Content starts
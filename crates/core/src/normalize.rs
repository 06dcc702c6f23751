//! URL canonicalization.
//!
//! Every cache key, storage key, and render-job identity in the system is
//! derived from the normalized form produced here, so normalization must be
//! deterministic and idempotent: `normalize(normalize(u)) == normalize(u)`.

use crate::Error;

/// Query parameters stripped during normalization.
///
/// Tracking/analytics identifiers that never affect page content. Matched
/// case-insensitively against the full parameter name. Maintained constant,
/// not user-configurable.
const TRACKING_PARAMS: &[&str] = &[
    "utm_source",
    "utm_medium",
    "utm_campaign",
    "utm_term",
    "utm_content",
    "utm_id",
    "gclid",
    "gclsrc",
    "dclid",
    "fbclid",
    "msclkid",
    "twclid",
    "igshid",
    "mc_cid",
    "mc_eid",
    "yclid",
    "s_kwcid",
    "sscid",
    "vero_id",
    "_ga",
    "_gl",
];

/// Canonical string form of a URL.
///
/// The identity used for cache lookups, storage keys, and render-job
/// dedup. Only obtainable through [`normalize`] (or a trusted read back
/// from the database), so two equal `NormalizedUrl`s always refer to the
/// same content.
#[derive(Debug, Clone, PartialEq, Eq, Hash, PartialOrd, Ord, serde::Serialize, serde::Deserialize)]
#[serde(transparent)]
pub struct NormalizedUrl(String);

impl NormalizedUrl {
    /// Reconstruct from a value previously produced by [`normalize`] and
    /// persisted verbatim.
    pub(crate) fn from_stored(s: String) -> Self {
        NormalizedUrl(s)
    }

    pub fn as_str(&self) -> &str {
        &self.0
    }

    pub fn into_string(self) -> String {
        self.0
    }
}

impl std::fmt::Display for NormalizedUrl {
    fn fmt(&self, f: &mut std::fmt::Formatter<'_>) -> std::fmt::Result {
        f.write_str(&self.0)
    }
}

impl AsRef<str> for NormalizedUrl {
    fn as_ref(&self) -> &str {
        &self.0
    }
}

/// Canonicalize a URL string.
///
/// Steps, applied in order:
/// 1. Force the scheme to `https`
/// 2. Lower-case the host (the parser already does this for domains)
/// 3. Strip a single trailing `/` from the path unless the path is `/`
/// 4. Drop query parameters on the tracking denylist (case-insensitive)
/// 5. Stable-sort remaining query parameters by name
/// 6. Drop the fragment
///
/// Fails with [`Error::InvalidUrl`] when the input is not an absolute URL.
pub fn normalize(raw: &str) -> Result<NormalizedUrl, Error> {
    let trimmed = raw.trim();
    let mut parsed = url::Url::parse(trimmed).map_err(|e| Error::InvalidUrl(format!("{trimmed}: {e}")))?;

    if parsed.scheme() != "https" {
        parsed
            .set_scheme("https")
            .map_err(|_| Error::InvalidUrl(format!("{trimmed}: cannot canonicalize scheme to https")))?;
    }

    let path = parsed.path().to_string();
    if path != "/" && path.ends_with('/') {
        parsed.set_path(&path[..path.len() - 1]);
    }

    let mut kept: Vec<(String, String)> = parsed
        .query_pairs()
        .filter(|(name, _)| {
            let lower = name.to_ascii_lowercase();
            !TRACKING_PARAMS.contains(&lower.as_str())
        })
        .map(|(k, v)| (k.into_owned(), v.into_owned()))
        .collect();

    if kept.is_empty() {
        parsed.set_query(None);
    } else {
        // sort_by is stable, so equal names keep their original order
        kept.sort_by(|a, b| a.0.cmp(&b.0));
        let mut pairs = parsed.query_pairs_mut();
        pairs.clear();
        pairs.extend_pairs(kept.iter().map(|(k, v)| (k.as_str(), v.as_str())));
        drop(pairs);
    }

    parsed.set_fragment(None);

    Ok(NormalizedUrl(parsed.to_string()))
}
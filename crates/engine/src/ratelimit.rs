//! Sliding-window rate limiter.
//!
//! Counts events within a trailing window per (action, subject) key. This
//! is a correctness/security control, not an approximation: counting is
//! exact under concurrency because all windows sit behind one async mutex,
//! and every recorded event carries a monotonic sequence number so
//! simultaneous events never collapse into one.
//!
//! Policy: an attempt is recorded even when it exceeds the limit, so
//! rejected callers keep consuming quota and retry storms stay expensive.

use std::collections::HashMap;
use std::sync::atomic::{AtomicU64, Ordering};
use std::time::Duration;

use chrono::{DateTime, Utc};
use tokio::sync::Mutex;

/// Extra lifetime granted to an idle window beyond its duration before it
/// is reaped, so abandoned keys self-clean without a sweep process.
const IDLE_TTL_BUFFER: Duration = Duration::from_secs(60);

/// What kind of caller a rate-limit subject identifies.
#[derive(Debug, Clone, Copy, PartialEq, Eq, Hash, serde::Serialize, serde::Deserialize)]
#[serde(rename_all = "snake_case")]
pub enum SubjectKind {
    ApiKey,
    Ip,
    User,
}

impl SubjectKind {
    pub fn as_str(self) -> &'static str {
        match self {
            SubjectKind::ApiKey => "api_key",
            SubjectKind::Ip => "ip",
            SubjectKind::User => "user",
        }
    }
}

/// Key identifying one rate-limit window.
#[derive(Debug, Clone, PartialEq, Eq, Hash)]
pub struct RateLimitKey {
    pub action: String,
    pub subject_kind: SubjectKind,
    pub subject_id: String,
}

impl RateLimitKey {
    pub fn new(action: impl Into<String>, subject_kind: SubjectKind, subject_id: impl Into<String>) -> Self {
        Self { action: action.into(), subject_kind, subject_id: subject_id.into() }
    }
}

impl std::fmt::Display for RateLimitKey {
    fn fmt(&self, f: &mut std::fmt::Formatter<'_>) -> std::fmt::Result {
        write!(f, "{}:{}:{}", self.action, self.subject_kind.as_str(), self.subject_id)
    }
}

/// Outcome of a rate-limit check.
#[derive(Debug, Clone, Copy, serde::Serialize)]
pub struct RateLimitStatus {
    pub allowed: bool,
    pub limit: u32,
    pub used: u32,
    pub remaining: u32,
    /// Rolling deadline: `window_start + window`, where `window_start` is
    /// `now - window` at call time.
    pub reset_at: DateTime<Utc>,
}

struct Window {
    /// Events as (timestamp, sequence). The sequence disambiguates events
    /// recorded in the same instant.
    events: Vec<(DateTime<Utc>, u64)>,
    /// Reap deadline; refreshed on every touch.
    expires_at: DateTime<Utc>,
}

/// Exact sliding-window counter over in-process state.
#[derive(Default)]
pub struct SlidingWindowLimiter {
    windows: Mutex<HashMap<RateLimitKey, Window>>,
    seq: AtomicU64,
}

impl SlidingWindowLimiter {
    pub fn new() -> Self {
        Self::default()
    }

    /// Record an event and report whether the caller is within the limit.
    ///
    /// The event is recorded even when it pushes `used` past `limit`
    /// (the attempt is charged either way).
    pub async fn check_and_increment(&self, key: &RateLimitKey, limit: u32, window: Duration) -> RateLimitStatus {
        self.check_at(key, limit, window, Utc::now(), true).await
    }

    /// Report the current window state without recording an event.
    ///
    /// `allowed` reflects whether a new request at this instant would pass.
    pub async fn peek_status(&self, key: &RateLimitKey, limit: u32, window: Duration) -> RateLimitStatus {
        self.check_at(key, limit, window, Utc::now(), false).await
    }

    async fn check_at(
        &self, key: &RateLimitKey, limit: u32, window: Duration, now: DateTime<Utc>, record: bool,
    ) -> RateLimitStatus {
        // windows are config-validated to at most an hour; cap anything larger
        let window_chrono =
            chrono::Duration::from_std(window).unwrap_or_else(|_| chrono::Duration::seconds(86_400));
        let window_start = now - window_chrono;
        let expires_at = now + window_chrono + chrono::Duration::seconds(IDLE_TTL_BUFFER.as_secs() as i64);

        let mut windows = self.windows.lock().await;
        windows.retain(|_, w| w.expires_at > now);

        let entry = windows
            .entry(key.clone())
            .or_insert_with(|| Window { events: Vec::new(), expires_at });
        entry.expires_at = expires_at;

        if record {
            entry.events.push((now, self.seq.fetch_add(1, Ordering::Relaxed)));
        }
        entry.events.retain(|(t, _)| *t > window_start);

        let used = entry.events.len() as u32;
        let allowed = if record { used <= limit } else { used < limit };

        RateLimitStatus {
            allowed,
            limit,
            used,
            remaining: limit.saturating_sub(used),
            reset_at: window_start + window_chrono,
        }
    }
}
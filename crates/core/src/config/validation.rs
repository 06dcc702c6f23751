//! Configuration validation rules.
//!
//! This module provides validation logic for `AppConfig` values
//! after they have been loaded from environment, files, or defaults.

use crate::config::AppConfig;
use thiserror::Error;

/// Configuration validation errors.
#[derive(Debug, Error)]
pub enum ConfigError {
    #[error("failed to load configuration: {0}")]
    LoadFailed(String),

    #[error("invalid configuration: {field} - {reason}")]
    Invalid { field: String, reason: String },

    #[error("missing required configuration: {field} ({hint})")]
    Missing { field: String, hint: String },
}

impl AppConfig {
    /// Validate configuration values after loading.
    ///
    /// # Errors
    ///
    /// Returns `ConfigError::Invalid` if:
    /// - `render_timeout_ms` is under 100ms or over 5 minutes
    /// - `fast_tier_capacity` is 0
    /// - `rate_limit` is 0 or the window is 0 / over an hour
    /// - retry settings are 0 or `retry_max_attempts` exceeds 10
    pub fn validate(&self) -> Result<(), ConfigError> {
        if self.render_timeout_ms < 100 {
            return Err(ConfigError::Invalid {
                field: "render_timeout_ms".into(),
                reason: "must be at least 100ms".into(),
            });
        }
        if self.render_timeout_ms > 5 * 60 * 1000 {
            return Err(ConfigError::Invalid {
                field: "render_timeout_ms".into(),
                reason: "must not exceed 5 minutes".into(),
            });
        }

        if self.fast_tier_capacity == 0 {
            return Err(ConfigError::Invalid {
                field: "fast_tier_capacity".into(),
                reason: "must be greater than 0".into(),
            });
        }

        if self.rate_limit == 0 {
            return Err(ConfigError::Invalid { field: "rate_limit".into(), reason: "must be greater than 0".into() });
        }
        if self.rate_limit_window_secs == 0 || self.rate_limit_window_secs > 3600 {
            return Err(ConfigError::Invalid {
                field: "rate_limit_window_secs".into(),
                reason: "must be between 1 and 3600".into(),
            });
        }

        if self.retry_max_attempts == 0 || self.retry_max_attempts > 10 {
            return Err(ConfigError::Invalid {
                field: "retry_max_attempts".into(),
                reason: "must be between 1 and 10".into(),
            });
        }
        if self.retry_base_delay_ms == 0 {
            return Err(ConfigError::Invalid {
                field: "retry_base_delay_ms".into(),
                reason: "must be greater than 0".into(),
            });
        }
        if self.retry_multiplier == 0 {
            return Err(ConfigError::Invalid {
                field: "retry_multiplier".into(),
                reason: "must be greater than 0".into(),
            });
        }

        if self.dispatch_interval_ms == 0 {
            return Err(ConfigError::Invalid {
                field: "dispatch_interval_ms".into(),
                reason: "must be greater than 0".into(),
            });
        }

        if let Some(bucket) = &self.storage_bucket
            && bucket.trim().is_empty()
        {
            return Err(ConfigError::Invalid {
                field: "storage_bucket".into(),
                reason: "must not be empty when set".into(),
            });
        }

        Ok(())
    }
}
//! Render-worker contract and job dispatch.
//!
//! The headless-browser worker itself lives outside this crate; it
//! implements [`RenderWorker`] and is handed a [`RenderRequest`] per job.
//! The dispatcher owns everything around that call: claiming due jobs,
//! re-validating the target against the SSRF guard at the point of fetch,
//! enforcing the mandatory timeout, routing success into the cache fill,
//! and applying the retry policy to failures.

use std::sync::Arc;
use std::time::Duration;

use bytes::Bytes;
use chrono::{DateTime, Utc};
use prerender_core::{Error, MetaDb, NormalizedUrl, RenderFailureKind, RenderJob, RetryPolicy, ssrf};

use crate::orchestrator::CacheTiers;

/// Job descriptor handed to the worker.
#[derive(Debug, Clone)]
pub struct RenderRequest {
    pub job_id: String,
    pub normalized_url: NormalizedUrl,
    /// Mandatory bound on the outbound fetch/render. The dispatcher
    /// enforces it independently of the worker's own behavior.
    pub timeout: Duration,
}

/// Successful render result.
#[derive(Debug, Clone)]
pub struct RenderOutput {
    pub html: Bytes,
    pub size_bytes: u64,
    pub duration_ms: u64,
}

/// External renderer executing one job at a time.
///
/// Failures should be reported as [`Error::RenderFailed`] with a kind that
/// distinguishes timeouts from other failures; any other error variant is
/// treated as an unclassified failure.
#[async_trait::async_trait]
pub trait RenderWorker: Send + Sync {
    async fn render(&self, request: &RenderRequest) -> Result<RenderOutput, Error>;
}

/// Claims due jobs and drives them through the state machine.
#[derive(Clone)]
pub struct Dispatcher {
    db: MetaDb,
    tiers: CacheTiers,
    worker: Arc<dyn RenderWorker>,
    retry: RetryPolicy,
    batch_size: usize,
    poll_interval: Duration,
}

impl Dispatcher {
    pub fn new(
        db: MetaDb, tiers: CacheTiers, worker: Arc<dyn RenderWorker>, retry: RetryPolicy, poll_interval: Duration,
    ) -> Self {
        Self { db, tiers, worker, retry, batch_size: 8, poll_interval }
    }

    /// Poll loop: claim and execute due jobs until the task is aborted.
    pub async fn run(&self) {
        loop {
            match self.run_once(Utc::now()).await {
                Ok(0) => {}
                Ok(n) => tracing::debug!(jobs = n, "dispatch pass complete"),
                Err(e) => tracing::error!(error = %e, "dispatch pass failed"),
            }
            tokio::time::sleep(self.poll_interval).await;
        }
    }

    /// Execute every due job once. Returns how many jobs were claimed.
    pub async fn run_once(&self, now: DateTime<Utc>) -> Result<usize, Error> {
        let due = self.db.due_jobs(now, self.batch_size).await?;
        let mut claimed = 0;
        for job in due {
            // compare-and-set; another dispatcher may have taken it
            if self.db.start_job(&job.id, Utc::now()).await? {
                claimed += 1;
                self.execute(&job).await?;
            }
        }
        Ok(claimed)
    }

    /// Run one claimed job through render, fill, and transition.
    async fn execute(&self, job: &RenderJob) -> Result<(), Error> {
        // Admission already validated the URL, but redirects and stale
        // queues mean the target must be re-checked at the point of fetch.
        if let Err(e) = ssrf::validate(job.normalized_url.as_str()) {
            tracing::warn!(job_id = %job.id, url = %job.normalized_url, error = %e, "job target blocked at dispatch");
            self.db
                .fail_job(&job.id, &e.to_string(), None, Utc::now())
                .await?;
            return Ok(());
        }

        let request = RenderRequest {
            job_id: job.id.clone(),
            normalized_url: job.normalized_url.clone(),
            timeout: self.tiers.render_timeout(),
        };

        let outcome = tokio::time::timeout(request.timeout, self.worker.render(&request)).await;

        match outcome {
            Ok(Ok(output)) => self.finish(job, output).await,
            Ok(Err(e)) => {
                let (kind, message) = match e {
                    Error::RenderFailed { kind, message } => (kind, message),
                    other => (RenderFailureKind::Other, other.to_string()),
                };
                self.handle_failure(job, kind, &message).await
            }
            Err(_) => {
                let message = format!("render timed out after {}ms", request.timeout.as_millis());
                self.handle_failure(job, RenderFailureKind::Timeout, &message).await
            }
        }
    }

    async fn finish(&self, job: &RenderJob, output: RenderOutput) -> Result<(), Error> {
        let completed = self
            .db
            .complete_job(&job.id, output.size_bytes, output.duration_ms, Utc::now())
            .await?;
        let Some(completed) = completed else {
            tracing::warn!(job_id = %job.id, "stale completion report ignored");
            return Ok(());
        };

        match self.tiers.fill(&completed.normalized_url, output.html, output.size_bytes).await {
            Ok(report) if report.errors.is_empty() => {
                tracing::info!(job_id = %job.id, url = %completed.normalized_url, size = output.size_bytes,
                    duration_ms = output.duration_ms, "render completed and cached");
            }
            Ok(report) => {
                tracing::warn!(job_id = %job.id, url = %completed.normalized_url, errors = ?report.errors,
                    "render completed, cache fill partial");
            }
            Err(e) => {
                tracing::error!(job_id = %job.id, url = %completed.normalized_url, error = %e,
                    "render completed but cache fill failed");
            }
        }
        Ok(())
    }

    async fn handle_failure(&self, job: &RenderJob, kind: RenderFailureKind, message: &str) -> Result<(), Error> {
        let failures = job.retry_count + 1;
        let requeue_at = if self.retry.should_retry(failures, kind) {
            let backoff = self.retry.backoff(failures);
            Some(Utc::now() + chrono::Duration::from_std(backoff).unwrap_or_else(|_| chrono::Duration::seconds(3600)))
        } else {
            None
        };

        match &requeue_at {
            Some(next) => tracing::warn!(job_id = %job.id, url = %job.normalized_url, %kind, message,
                retry_at = %next, "render failed, requeued"),
            None => tracing::error!(job_id = %job.id, url = %job.normalized_url, %kind, message,
                attempts = failures, "render failed terminally"),
        }

        self.db.fail_job(&job.id, message, requeue_at, Utc::now()).await?;
        Ok(())
    }
}
//! Retry policy for failed render jobs.

use std::time::Duration;

use crate::RenderFailureKind;

/// Explicit retry/backoff policy applied to failed render jobs.
///
/// Passed into the job state machine rather than buried in queue
/// configuration so the schedule is testable in isolation.
#[derive(Debug, Clone, Copy, PartialEq, Eq)]
pub struct RetryPolicy {
    /// Total attempts, including the first (not just retries).
    pub max_attempts: u32,
    /// Delay after the first failure.
    pub base_delay: Duration,
    /// Factor applied per consecutive failure.
    pub multiplier: u32,
}

impl Default for RetryPolicy {
    /// 3 attempts, backing off 5s / 25s / 125s.
    fn default() -> Self {
        Self { max_attempts: 3, base_delay: Duration::from_secs(5), multiplier: 5 }
    }
}

impl RetryPolicy {
    /// Whether another attempt should be scheduled after `failures`
    /// consecutive failures, the latest of the given kind.
    ///
    /// Permanent failures (e.g. unrenderable content) are never retried.
    pub fn should_retry(&self, failures: u32, kind: RenderFailureKind) -> bool {
        kind.is_transient() && failures < self.max_attempts
    }

    /// Delay to wait before the attempt following the `failures`-th failure.
    ///
    /// `failures` is 1-based: the first failure waits `base_delay`, each
    /// subsequent failure multiplies by `multiplier`.
    pub fn backoff(&self, failures: u32) -> Duration {
        let exp = failures.saturating_sub(1);
        self.base_delay * self.multiplier.saturating_pow(exp)
    }
}

#[cfg(test)]
mod tests {
    use super::*;

    #[test]
    fn test_default_schedule() {
        let policy = RetryPolicy::default();
        assert_eq!(policy.backoff(1), Duration::from_secs(5));
        assert_eq!(policy.backoff(2), Duration::from_secs(25));
        assert_eq!(policy.backoff(3), Duration::from_secs(125));
    }

    #[test]
    fn test_retry_exhaustion() {
        let policy = RetryPolicy::default();
        assert!(policy.should_retry(1, RenderFailureKind::Timeout));
        assert!(policy.should_retry(2, RenderFailureKind::Crash));
        assert!(!policy.should_retry(3, RenderFailureKind::Timeout));
    }

    #[test]
    fn test_permanent_failure_not_retried() {
        let policy = RetryPolicy::default();
        assert!(!policy.should_retry(1, RenderFailureKind::BadContent));
    }
}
Content ends
**The problem:** Take each line above that holds the string "RenderOutput" and copy it.

**Answer space:**
pub struct RenderOutput {
    async fn render(&self, request: &RenderRequest) -> Result<RenderOutput, Error>;
    async fn finish(&self, job: &RenderJob, output: RenderOutput) -> Result<(), Error> {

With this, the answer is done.